Je me suis souvent demandé si tout cela était lié à mon histoire personnelle. Je n’ai rien contre les armes, en vérité : j’ai grandi dans un ranch du Texas, et j’ai déjà fait des choses pour protéger le bétail qui me vaudraient assurément le mépris de mes amis les plus progressistes. J’ai tiré quelques milliers de balles dans ma vie, bien avant de savoir remplir une déclaration d’impôts. Je suis assez mauvais avec un pistolet, mais donnez-moi un fusil et vous n’aurez pas envie d’avoir affaire à moi. En théorie, je devrais donc être le genre de mec qui passe ses après-midi sur Call of Duty et affiche fièrement une photo de flingue comme avatar sur Twitter.
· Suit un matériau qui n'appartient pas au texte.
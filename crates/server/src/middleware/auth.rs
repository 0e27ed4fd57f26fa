//! Authentication extractors for route handlers.
//!
//! [`RequireAuth`] resolves the cookie session to a live [`CurrentUser`],
//! checking the session row and the account on every request so revocation
//! and suspension take effect immediately. [`RequireAdmin`] additionally
//! checks the admin role.

use axum::{
    Json,
    extract::{FromRef, FromRequestParts},
    http::{StatusCode, request::Parts},
    response::{IntoResponse, Response},
};
use serde_json::json;
use tower_sessions::Session;
use uuid::Uuid;

use cloudcrm_core::{UserId, UserRole, UserStatus};

use crate::db::{SessionRepository, UserRepository};
use crate::error::set_sentry_user;
use crate::models::{CurrentUser, session_keys};
use crate::state::AppState;

/// Extractor that requires a logged-in operator.
///
/// # Example
///
/// ```rust,ignore
/// async fn protected_handler(
///     RequireAuth(current): RequireAuth,
/// ) -> impl IntoResponse {
///     format!("Hello, {}!", current.user.name)
/// }
/// ```
pub struct RequireAuth(pub CurrentUser);

/// Extractor that requires a logged-in operator with the admin role.
pub struct RequireAdmin(pub CurrentUser);

/// Rejection for the auth extractors, rendered as the API error shape.
pub enum AuthRejection {
    Unauthorized,
    Forbidden,
    Internal,
}

impl IntoResponse for AuthRejection {
    fn into_response(self) -> Response {
        let (status, message) = match self {
            Self::Unauthorized => (StatusCode::UNAUTHORIZED, "authentication required"),
            Self::Forbidden => (StatusCode::FORBIDDEN, "admin access required"),
            Self::Internal => (StatusCode::INTERNAL_SERVER_ERROR, "internal server error"),
        };
        (status, Json(json!({ "error": message }))).into_response()
    }
}

async fn resolve_current_user<S>(parts: &mut Parts, state: &S) -> Result<CurrentUser, AuthRejection>
where
    AppState: FromRef<S>,
    S: Send + Sync,
{
    // Session is put into extensions by SessionManagerLayer
    let session = parts
        .extensions
        .get::<Session>()
        .cloned()
        .ok_or(AuthRejection::Unauthorized)?;

    let user_id: UserId = session
        .get(session_keys::USER_ID)
        .await
        .ok()
        .flatten()
        .ok_or(AuthRejection::Unauthorized)?;
    let session_id: Uuid = session
        .get(session_keys::SESSION_ID)
        .await
        .ok()
        .flatten()
        .ok_or(AuthRejection::Unauthorized)?;

    let app_state = AppState::from_ref(state);

    // The session row is the revocation authority. A cookie whose row is
    // gone or revoked is dead even if the cookie itself has not expired.
    let live = SessionRepository::new(app_state.pool())
        .touch(session_id)
        .await
        .map_err(|_| AuthRejection::Internal)?;
    if !live {
        let _ = session.flush().await;
        return Err(AuthRejection::Unauthorized);
    }

    let user = UserRepository::new(app_state.pool())
        .get_by_id(user_id)
        .await
        .map_err(|_| AuthRejection::Internal)?;
    let Some(user) = user else {
        let _ = session.flush().await;
        return Err(AuthRejection::Unauthorized);
    };
    if user.status == UserStatus::Suspended {
        let _ = session.flush().await;
        return Err(AuthRejection::Unauthorized);
    }

    set_sentry_user(user.id, Some(user.email.as_str()));

    Ok(CurrentUser { user, session_id })
}

impl<S> FromRequestParts<S> for RequireAuth
where
    AppState: FromRef<S>,
    S: Send + Sync,
{
    type Rejection = AuthRejection;

    async fn from_request_parts(parts: &mut Parts, state: &S) -> Result<Self, Self::Rejection> {
        Ok(Self(resolve_current_user(parts, state).await?))
    }
}

impl<S> FromRequestParts<S> for RequireAdmin
where
    AppState: FromRef<S>,
    S: Send + Sync,
{
    type Rejection = AuthRejection;

    async fn from_request_parts(parts: &mut Parts, state: &S) -> Result<Self, Self::Rejection> {
        let current = resolve_current_user(parts, state).await?;
        if current.user.role != UserRole::Admin {
            return Err(AuthRejection::Forbidden);
        }
        Ok(Self(current))
    }
}

/// Store the logged-in identity in the cookie session.
///
/// # Errors
///
/// Returns an error if the session cannot be modified.
pub async fn establish_session(
    session: &Session,
    user_id: UserId,
    session_id: Uuid,
) -> Result<(), tower_sessions::session::Error> {
    session.insert(session_keys::USER_ID, user_id).await?;
    session.insert(session_keys::SESSION_ID, session_id).await
}
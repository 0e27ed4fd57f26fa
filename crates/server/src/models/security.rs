//! Security page domain types: audit log entries and session views.

use chrono::{DateTime, Utc};
use serde::{Deserialize, Serialize};
use uuid::Uuid;

use cloudcrm_core::{SecurityEventId, SecurityEventKind, UserId};

/// An entry in the append-only security audit log.
///
/// `user_email` is recorded as entered, not parsed: failed logins legitimately
/// carry addresses that are not valid emails.
#[derive(Debug, Clone, Serialize, Deserialize)]
pub struct SecurityEvent {
    /// Unique event ID.
    pub id: SecurityEventId,
    /// What happened.
    pub kind: SecurityEventKind,
    /// Email involved, if any.
    pub user_email: Option<String>,
    /// Client IP the request came from, if known.
    pub ip: Option<String>,
    /// Free-form context ("wrong password", "store settings updated").
    pub detail: Option<String>,
    /// When the event was recorded.
    pub created_at: DateTime<Utc>,
}

/// A login session as shown on the security page.
#[derive(Debug, Clone, Serialize, Deserialize)]
pub struct SessionView {
    /// Session record UUID.
    pub id: Uuid,
    /// Operator the session belongs to.
    pub user_id: UserId,
    /// Joined operator name.
    pub user_name: String,
    /// Joined operator email.
    pub user_email: String,
    /// Client IP at login, if known.
    pub ip: Option<String>,
    /// Browser user agent at login, if sent.
    pub user_agent: Option<String>,
    /// When the session was created (login time).
    pub created_at: DateTime<Utc>,
    /// Last authenticated request through this session.
    pub last_seen_at: DateTime<Utc>,
    /// Whether this is the caller's own session.
    pub current: bool,
}
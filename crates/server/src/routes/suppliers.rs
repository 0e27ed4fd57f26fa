//! Supplier route handlers.
//!
//! Mirrors the customer handlers. Deleting a supplier is always allowed:
//! products keep a nullable reference and are detached by the schema.

use axum::{
    Json,
    extract::{Path, Query, State},
    http::StatusCode,
};
use serde::Deserialize;

use cloudcrm_core::{Email, SupplierId, SupplierStatus};

use crate::db::SupplierRepository;
use crate::error::AppError;
use crate::middleware::RequireAuth;
use crate::models::Supplier;
use crate::state::AppState;

// =============================================================================
// Request Types
// =============================================================================

/// List query parameters.
#[derive(Debug, Deserialize)]
pub struct ListQuery {
    pub q: Option<String>,
    pub status: Option<String>,
}

/// Create/update request body.
#[derive(Debug, Deserialize)]
pub struct SupplierPayload {
    pub name: String,
    pub contact_name: Option<String>,
    pub email: String,
    pub phone: Option<String>,
    pub city: Option<String>,
    pub country: Option<String>,
    pub status: Option<String>,
}

struct ValidatedSupplier {
    name: String,
    email: Email,
    status: SupplierStatus,
}

fn validate_payload(payload: &SupplierPayload) -> Result<ValidatedSupplier, AppError> {
    let name = payload.name.trim();
    if name.is_empty() {
        return Err(AppError::Validation("name is required".to_string()));
    }
    let email = Email::parse(&payload.email).map_err(|e| AppError::Validation(e.to_string()))?;
    let status = match payload.status.as_deref() {
        Some(raw) => raw.parse().map_err(AppError::Validation)?,
        None => SupplierStatus::default(),
    };
    Ok(ValidatedSupplier {
        name: name.to_string(),
        email,
        status,
    })
}

// =============================================================================
// Handlers
// =============================================================================

/// List suppliers, optionally filtered by search term and status.
pub async fn list(
    State(state): State<AppState>,
    RequireAuth(_current): RequireAuth,
    Query(query): Query<ListQuery>,
) -> Result<Json<Vec<Supplier>>, AppError> {
    let status = query
        .status
        .as_deref()
        .map(str::parse)
        .transpose()
        .map_err(AppError::Validation)?;

    let suppliers = SupplierRepository::new(state.pool())
        .list(query.q.as_deref(), status)
        .await?;
    Ok(Json(suppliers))
}

/// Create a supplier.
pub async fn create(
    State(state): State<AppState>,
    RequireAuth(_current): RequireAuth,
    Json(payload): Json<SupplierPayload>,
) -> Result<(StatusCode, Json<Supplier>), AppError> {
    let valid = validate_payload(&payload)?;

    let supplier = SupplierRepository::new(state.pool())
        .create(
            &valid.name,
            payload.contact_name.as_deref().unwrap_or_default(),
            &valid.email,
            payload.phone.as_deref().unwrap_or_default(),
            payload.city.as_deref().unwrap_or_default(),
            payload.country.as_deref().unwrap_or_default(),
            valid.status,
        )
        .await?;
    Ok((StatusCode::CREATED, Json(supplier)))
}

/// Fetch a single supplier.
pub async fn show(
    State(state): State<AppState>,
    RequireAuth(_current): RequireAuth,
    Path(id): Path<i64>,
) -> Result<Json<Supplier>, AppError> {
    let supplier = SupplierRepository::new(state.pool())
        .get(SupplierId::new(id))
        .await?
        .ok_or(AppError::NotFound)?;
    Ok(Json(supplier))
}

/// Replace a supplier record.
pub async fn update(
    State(state): State<AppState>,
    RequireAuth(_current): RequireAuth,
    Path(id): Path<i64>,
    Json(payload): Json<SupplierPayload>,
) -> Result<Json<Supplier>, AppError> {
    let valid = validate_payload(&payload)?;

    let supplier = SupplierRepository::new(state.pool())
        .update(
            SupplierId::new(id),
            &valid.name,
            payload.contact_name.as_deref().unwrap_or_default(),
            &valid.email,
            payload.phone.as_deref().unwrap_or_default(),
            payload.city.as_deref().unwrap_or_default(),
            payload.country.as_deref().unwrap_or_default(),
            valid.status,
        )
        .await?;
    Ok(Json(supplier))
}

/// Delete a supplier.
pub async fn remove(
    State(state): State<AppState>,
    RequireAuth(_current): RequireAuth,
    Path(id): Path<i64>,
) -> Result<StatusCode, AppError> {
    SupplierRepository::new(state.pool())
        .delete(SupplierId::new(id))
        .await?;
    Ok(StatusCode::NO_CONTENT)
}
Et pourtant. Parfois je pense que c’est précisément pour ça que je préfère éclater les méchants à coups de grosse arme en fer plutôt que de les cribler de balles de loin. Pendant longtemps, pour moi, les armes à feu n’avaient rien d’un fantasme. J’ai grandi dans une région où je pouvais poser ma manette, sortir de chez moi et tirer n’importe où, au hasard, sans craindre de toucher qui que ce soit. Par contre, affronter un adversaire affreux, à quelques mètres de moi, en étant armé simplement de mon instinct et d’une lame bien affûtée ? Ça n’arrive presque jamais dans la vraie vie. Et (au moins) dans les jeux, gagner un combat dans ces circonstances est plus satisfaisant que d’avoir bien visé avec un flingue imaginaire. Pippin Touc avait raison : “Le plus puissant des hommes peut être tué d’une seule flèche.” Et c’est franchement dommage.

Évidemment, j’ai bien conscience de ne pas être le seul à préférer les épées et autres armes de poing aux flingues dans les jeux. Je dirais même que cette préférence assez répandue explique pourquoi les jeux de fantasy continuent à bien se vendre, bien après que l’effet de mode Seigneur des anneaux se soit estompé. Les flingues symbolisent pas mal de problèmes du monde d’aujourd’hui, comme par exemple le fait de pouvoir mourir à n’importe quel moment sans même savoir d’où le coup fatal est venu. Les épées, dans les jeux, nous donnent au moins l’illusion de contrôler notre destin. On voit d’où vient le danger, et on peut l’affronter et éventuellement en venir à bout. Et franchement, aujourd’hui, c’est déjà pas mal.